(Stored data)
* * * *
//! OpenAPI documentation
//!
//! Describes the JSON endpoints. Served at `/_authgate/openapi.json` and
//! exported by the `export_openapi` binary.

use utoipa::openapi::security::{ApiKey, ApiKeyValue, SecurityScheme};
use utoipa::{Modify, OpenApi};

use crate::account::UserProfile;
use crate::gateway::types::HealthResponse;
use crate::session::cookie::DEFAULT_COOKIE_NAME;

pub const SESSION_SCHEME: &str = "session_cookie";

fn session_cookie_scheme(cookie_name: &str) -> SecurityScheme {
    SecurityScheme::ApiKey(ApiKey::Cookie(ApiKeyValue::with_description(
        cookie_name,
        "Signed session cookie issued by POST /login",
    )))
}

/// Signed session cookie security scheme
struct SecurityAddon;

impl Modify for SecurityAddon {
    fn modify(&self, openapi: &mut utoipa::openapi::OpenApi) {
        if let Some(components) = openapi.components.as_mut() {
            components
                .add_security_scheme(SESSION_SCHEME, session_cookie_scheme(DEFAULT_COOKIE_NAME));
        }
    }
}

/// Main API Documentation struct
#[derive(OpenApi)]
#[openapi(
    info(
        title = "authgate API",
        version = "0.1.0",
        description = "Session-gated profile endpoint and service health.",
        license(
            name = "MIT"
        )
    ),
    servers(
        (url = "http://localhost:8080", description = "Development"),
    ),
    paths(
        crate::gateway::handlers::health::health_check,
        crate::gateway::handlers::info::get_info,
    ),
    components(
        schemas(
            HealthResponse,
            UserProfile,
        )
    ),
    modifiers(&SecurityAddon),
    tags(
        (name = "User", description = "Logged-in user endpoints (session required)"),
        (name = "System", description = "Health checks and system info")
    )
)]
pub struct ApiDoc;

impl ApiDoc {
    /// Document whose security scheme names the cookie the server issues
    ///
    /// The derived document (and the exported file) assume the default name.
    pub fn with_cookie_name(cookie_name: &str) -> utoipa::openapi::OpenApi {
        let mut doc = Self::openapi();
        if let Some(components) = doc.components.as_mut() {
            components.add_security_scheme(SESSION_SCHEME, session_cookie_scheme(cookie_name));
        }
        doc
    }
}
* * * *
* _Exercise description_: Reproduce the data verbatim, line for line.

* _Reply_:
//! OpenAPI documentation
//!
//! Describes the JSON endpoints. Served at `/_authgate/openapi.json` and
//! exported by the `export_openapi` binary.

use utoipa::openapi::security::{ApiKey, ApiKeyValue, SecurityScheme};
use utoipa::{Modify, OpenApi};

use crate::account::UserProfile;
use crate::gateway::types::HealthResponse;
use crate::session::cookie::DEFAULT_COOKIE_NAME;

pub const SESSION_SCHEME: &str = "session_cookie";

fn session_cookie_scheme(cookie_name: &str) -> SecurityScheme {
    SecurityScheme::ApiKey(ApiKey::Cookie(ApiKeyValue::with_description(
        cookie_name,
        "Signed session cookie issued by POST /login",
    )))
}

/// Signed session cookie security scheme
struct SecurityAddon;

impl Modify for SecurityAddon {
    fn modify(&self, openapi: &mut utoipa::openapi::OpenApi) {
        if let Some(components) = openapi.components.as_mut() {
            components
                .add_security_scheme(SESSION_SCHEME, session_cookie_scheme(DEFAULT_COOKIE_NAME));
        }
    }
}

/// Main API Documentation struct
#[derive(OpenApi)]
#[openapi(
    info(
        title = "authgate API",
        version = "0.1.0",
        description = "Session-gated profile endpoint and service health.",
        license(
            name = "MIT"
        )
    ),
    servers(
        (url = "http://localhost:8080", description = "Development"),
    ),
    paths(
        crate::gateway::handlers::health::health_check,
        crate::gateway::handlers::info::get_info,
    ),
    components(
        schemas(
            HealthResponse,
            UserProfile,
        )
    ),
    modifiers(&SecurityAddon),
    tags(
        (name = "User", description = "Logged-in user endpoints (session required)"),
        (name = "System", description = "Health checks and system info")
    )
)]
pub struct ApiDoc;

impl ApiDoc {
    /// Document whose security scheme names the cookie the server issues
    ///
    /// The derived document (and the exported file) assume the default name.
    pub fn with_cookie_name(cookie_name: &str) -> utoipa::openapi::OpenApi {
        let mut doc = Self::openapi();
        if let Some(components) = doc.components.as_mut() {
            components.add_security_scheme(SESSION_SCHEME, session_cookie_scheme(cookie_name));
        }
        doc
    }
}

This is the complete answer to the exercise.